◆ **BRIEF**: What lines of the data below hold the string "Value"? Copy each one out.

>>

//! JSON array-of-objects data source

use std::fs::File;
use std::io::{BufReader, Read};
use std::path::PathBuf;

use dv_core::Record;
use tracing::{info, warn};

use super::RecordSource;
use crate::DataError;

/// Reads a file holding a JSON array of objects, one object per record
pub struct JsonSource {
    path: PathBuf,
    name: String,
}

impl JsonSource {
    pub fn new(path: impl Into<PathBuf>) -> Self {
        let path = path.into();
        let name = path
            .file_name()
            .and_then(|n| n.to_str())
            .unwrap_or("unknown.json")
            .to_string();
        Self { path, name }
    }

    /// Parse records from any reader
    ///
    /// Array elements that are not objects are skipped with a warning.
    pub fn read_records<R: Read>(reader: R) -> Result<Vec<Record>, DataError> {
        let document: serde_json::Value = serde_json::from_reader(reader)?;
        let serde_json::Value::Array(items) = document else {
            return Err(DataError::Malformed("expected a JSON array of objects".to_string()));
        };

        let mut records = Vec::with_capacity(items.len());
        for (idx, item) in items.into_iter().enumerate() {
            match item {
                serde_json::Value::Object(fields) => {
                    records.push(fields.into_iter().collect::<Record>());
                }
                other => warn!("Skipping element {} of JSON dataset: not an object ({})", idx, other),
            }
        }

        Ok(records)
    }
}

impl RecordSource for JsonSource {
    fn load(&self) -> Result<Vec<Record>, DataError> {
        let file = File::open(&self.path)?;
        let records = Self::read_records(BufReader::new(file))?;
        info!("Loaded {} records from {}", records.len(), self.name);
        Ok(records)
    }

    fn source_name(&self) -> &str {
        &self.name
    }
}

<<

◆ **ANSWER TO THIS TASK**:
        let document: serde_json::Value = serde_json::from_reader(reader)?;
        let serde_json::Value::Array(items) = document else {
                serde_json::Value::Object(fields) => {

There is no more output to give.